Pero como decía, la lectura de aquel libro fue el inicio, asimismo, de una pasión: caminar por la avenida Corrientes, desde Callao hasta el Obelisco, revolviendo estantes, entrando y saliendo de esas cuevas llenas de libros, de ofertas, de saldos y ejemplares usados, o puestos a la venta como tales sólo por el paso de los años.
¿Literatura infantil? No existió ese término en mis años de infante. Sí recuerdo ojear con atención libros de una colección sobre el desarrollo de los animales, del universo, del hombre. Una colección de libros de tapa dura, una suerte de enciclopedia en varios tomos que había en casa, en un rincón en donde los libros no abundaban pero no dejaban de estar presentes, junto con algunos discos y casetes.
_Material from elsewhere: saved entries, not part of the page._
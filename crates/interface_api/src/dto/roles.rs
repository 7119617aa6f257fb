//! Role administration DTOs

use chrono::{DateTime, Utc};
use serde::{Deserialize, Serialize};
use uuid::Uuid;
use validator::Validate;

use domain_access::{Role, RoleCode};

#[derive(Debug, Deserialize, Validate)]
pub struct UpdateRoleRequest {
    #[validate(length(min = 1, max = 100))]
    pub display_name: String,
    #[validate(length(max = 500))]
    pub description: String,
}

#[derive(Debug, Deserialize)]
pub struct AssignRoleRequest {
    pub user_id: Uuid,
    pub role: RoleCode,
}

#[derive(Debug, Deserialize)]
pub struct DemoteUserRequest {
    pub new_role: RoleCode,
}

#[derive(Debug, Serialize)]
pub struct RoleResponse {
    pub id: Uuid,
    pub code: RoleCode,
    pub display_name: String,
    pub description: String,
    pub version: u32,
    pub created_at: DateTime<Utc>,
}

impl From<Role> for RoleResponse {
    fn from(role: Role) -> Self {
        Self {
            id: role.id.into(),
            code: role.code,
            display_name: role.display_name,
            description: role.description,
            version: role.version,
            created_at: role.created_at,
        }
    }
}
Soy de la generación y el sector social que creció mirando la televisión por aire, que tardó años en saber qué era eso de la televisión “por cable”, que pocas veces asistió al cine y que accedió a la videocasetera en el preciso momento en que lo que menos que uno quería era quedarse en casa viendo una película.
Lo cierto es que aquél libro, catalogado en La Habana en 1988, cambió mi vida en Buenos Aires apenas siete años después de salir de la imprenta. Su lectura me llevó a la lectura podría decir, y desde entonces Guevara pasó a ser un faro ético en mi vida.
¿Qué hacía un chico punk de 15 años, a quien nunca se le dio por leer, con un libro así entre las manos? Nunca se sabe lo que un libro puede. En este caso, fue el puntapié de una nueva etapa: el ingreso a la militancia, y el pasaje de la rebeldía a la asunción de un modo de vida puesta en función de un cambio de situación del mundo.
Nunca se sabe lo que un libro puede. Y no puede saberse tampoco, de ante mano, a donde puede llevarte tu propio cuerpo al vagar por ahí.